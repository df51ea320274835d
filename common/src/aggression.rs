//
// Copyright 2025-2026 Hans W. Uhlig. All Rights Reserved.
//
// Licensed under the Apache License, Version 2.0 (the "License");
// you may not use this file except in compliance with the License.
// You may obtain a copy of the License at
//
//      http://www.apache.org/licenses/LICENSE-2.0
//
// Unless required by applicable law or agreed to in writing, software
// distributed under the License is distributed on an "AS IS" BASIS,
// WITHOUT WARRANTIES OR CONDITIONS OF ANY KIND, either express or implied.
// See the License for the specific language governing permissions and
// limitations under the License.
//

//! Aggression state machine
//!
//! Every companion carries one [`AggressionLevel`]. Which levels are reachable
//! is constrained by the archetype's [`AggressionProfile`]; the client offers
//! a single "cycle" action and the server re-validates every transition.

use serde::{Deserialize, Serialize};

/// Targeting disposition of a companion
#[derive(Debug, Clone, Copy, PartialEq, Eq, Hash, Serialize, Deserialize)]
pub enum AggressionLevel {
    /// Never attacks and moves away from nearby monsters
    PassiveFlee,
    /// Never attacks
    Passive,
    /// Attacks only whatever provoked it
    Neutral,
    /// Attacks monsters and provokers
    Aggressive,
    AggressiveMonsters,
    AggressiveAnimals,
    AggressivePlayers,
}

impl AggressionLevel {
    pub fn as_str(&self) -> &'static str {
        match self {
            AggressionLevel::PassiveFlee => "passive-flee",
            AggressionLevel::Passive => "passive",
            AggressionLevel::Neutral => "neutral",
            AggressionLevel::Aggressive => "aggressive",
            AggressionLevel::AggressiveMonsters => "aggressive-toward-monsters",
            AggressionLevel::AggressiveAnimals => "aggressive-toward-animals",
            AggressionLevel::AggressivePlayers => "aggressive-toward-players",
        }
    }

    /// Whether this level ever selects a target on its own
    pub fn is_passive(&self) -> bool {
        matches!(self, AggressionLevel::PassiveFlee | AggressionLevel::Passive)
    }

    /// Whether a companion at this level retaliates against a provoker
    pub fn retaliates(&self) -> bool {
        matches!(self, AggressionLevel::Neutral | AggressionLevel::Aggressive)
    }

    pub fn targets_monsters(&self) -> bool {
        matches!(
            self,
            AggressionLevel::Aggressive | AggressionLevel::AggressiveMonsters
        )
    }

    pub fn targets_animals(&self) -> bool {
        matches!(self, AggressionLevel::AggressiveAnimals)
    }

    pub fn targets_players(&self) -> bool {
        matches!(self, AggressionLevel::AggressivePlayers)
    }
}

impl std::fmt::Display for AggressionLevel {
    fn fmt(&self, f: &mut std::fmt::Formatter<'_>) -> std::fmt::Result {
        f.write_str(self.as_str())
    }
}

/// Per-archetype constraint on aggression levels
///
/// `levels` is the cycling order: its first entry is the first state, its last
/// entry the last state. `default` is applied whenever the companion changes
/// owner; `wild` is held while the companion is untamed.
#[derive(Debug, Clone, PartialEq, Eq)]
pub struct AggressionProfile {
    levels: &'static [AggressionLevel],
    default: AggressionLevel,
    wild: AggressionLevel,
}

impl AggressionProfile {
    pub const fn new(
        levels: &'static [AggressionLevel],
        default: AggressionLevel,
        wild: AggressionLevel,
    ) -> Self {
        Self {
            levels,
            default,
            wild,
        }
    }

    pub fn levels(&self) -> &'static [AggressionLevel] {
        self.levels
    }

    pub fn default_level(&self) -> AggressionLevel {
        self.default
    }

    pub fn wild(&self) -> AggressionLevel {
        self.wild
    }

    pub fn first(&self) -> AggressionLevel {
        self.levels[0]
    }

    pub fn last(&self) -> AggressionLevel {
        self.levels[self.levels.len() - 1]
    }

    pub fn supports(&self, level: AggressionLevel) -> bool {
        self.levels.contains(&level)
    }

    /// Position of a level in the cycling order
    pub fn index_of(&self, level: AggressionLevel) -> Option<usize> {
        self.levels.iter().position(|l| *l == level)
    }

    /// The state reached by one cycle action from `current`
    ///
    /// Wraps from last to first. A current level outside the supported set
    /// restarts the cycle at the first state.
    pub fn next(&self, current: AggressionLevel) -> AggressionLevel {
        match self.index_of(current) {
            Some(idx) => self.levels[(idx + 1) % self.levels.len()],
            None => self.first(),
        }
    }

    /// Validate a requested level; returns the level only if supported
    pub fn validate(&self, requested: AggressionLevel) -> Option<AggressionLevel> {
        self.supports(requested).then_some(requested)
    }
}
//
// Copyright 2025-2026 Hans W. Uhlig. All Rights Reserved.
//
// Licensed under the Apache License, Version 2.0 (the "License");
// you may not use this file except in compliance with the License.
// You may obtain a copy of the License at
//
//      http://www.apache.org/licenses/LICENSE-2.0
//
// Unless required by applicable law or agreed to in writing, software
// distributed under the License is distributed on an "AS IS" BASIS,
// WITHOUT WARRANTIES OR CONDITIONS OF ANY KIND, either express or implied.
// See the License for the specific language governing permissions and
// limitations under the License.
//

//! Item stacks carried in companion inventories

use serde::{Deserialize, Serialize};

/// Largest number of items a single slot can hold
pub const MAX_STACK: u32 = 64;

/// A stack of identical items
#[derive(Debug, Clone, PartialEq, Eq, Hash, Serialize, Deserialize)]
pub struct ItemStack {
    /// Registry key of the item, owned by the host game
    pub item: String,
    pub count: u32,
}

impl ItemStack {
    pub fn new(item: impl Into<String>, count: u32) -> Self {
        Self {
            item: item.into(),
            count,
        }
    }

    pub fn is_empty(&self) -> bool {
        self.count == 0
    }

    /// Whether `other` can be merged into this stack
    pub fn stacks_with(&self, other: &ItemStack) -> bool {
        self.item == other.item
    }

    /// Free room left in this stack
    pub fn room(&self) -> u32 {
        MAX_STACK.saturating_sub(self.count)
    }
}

#[cfg(test)]
mod tests {
    use super::*;

    #[test]
    fn test_stack_room() {
        let stack = ItemStack::new("minecraft:apple", 60);
        assert_eq!(stack.room(), 4);
        assert!(stack.stacks_with(&ItemStack::new("minecraft:apple", 1)));
        assert!(!stack.stacks_with(&ItemStack::new("minecraft:stick", 1)));
    }
}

◇ ◇ ◇ ◇

» EXERCISE PROMPT
Go through the material above and copy each line that holds the string "minecraft".

» SOLUTION FOR THIS TASK
        let stack = ItemStack::new("minecraft:apple", 60);
        assert!(stack.stacks_with(&ItemStack::new("minecraft:apple", 1)));
        assert!(!stack.stacks_with(&ItemStack::new("minecraft:stick", 1)));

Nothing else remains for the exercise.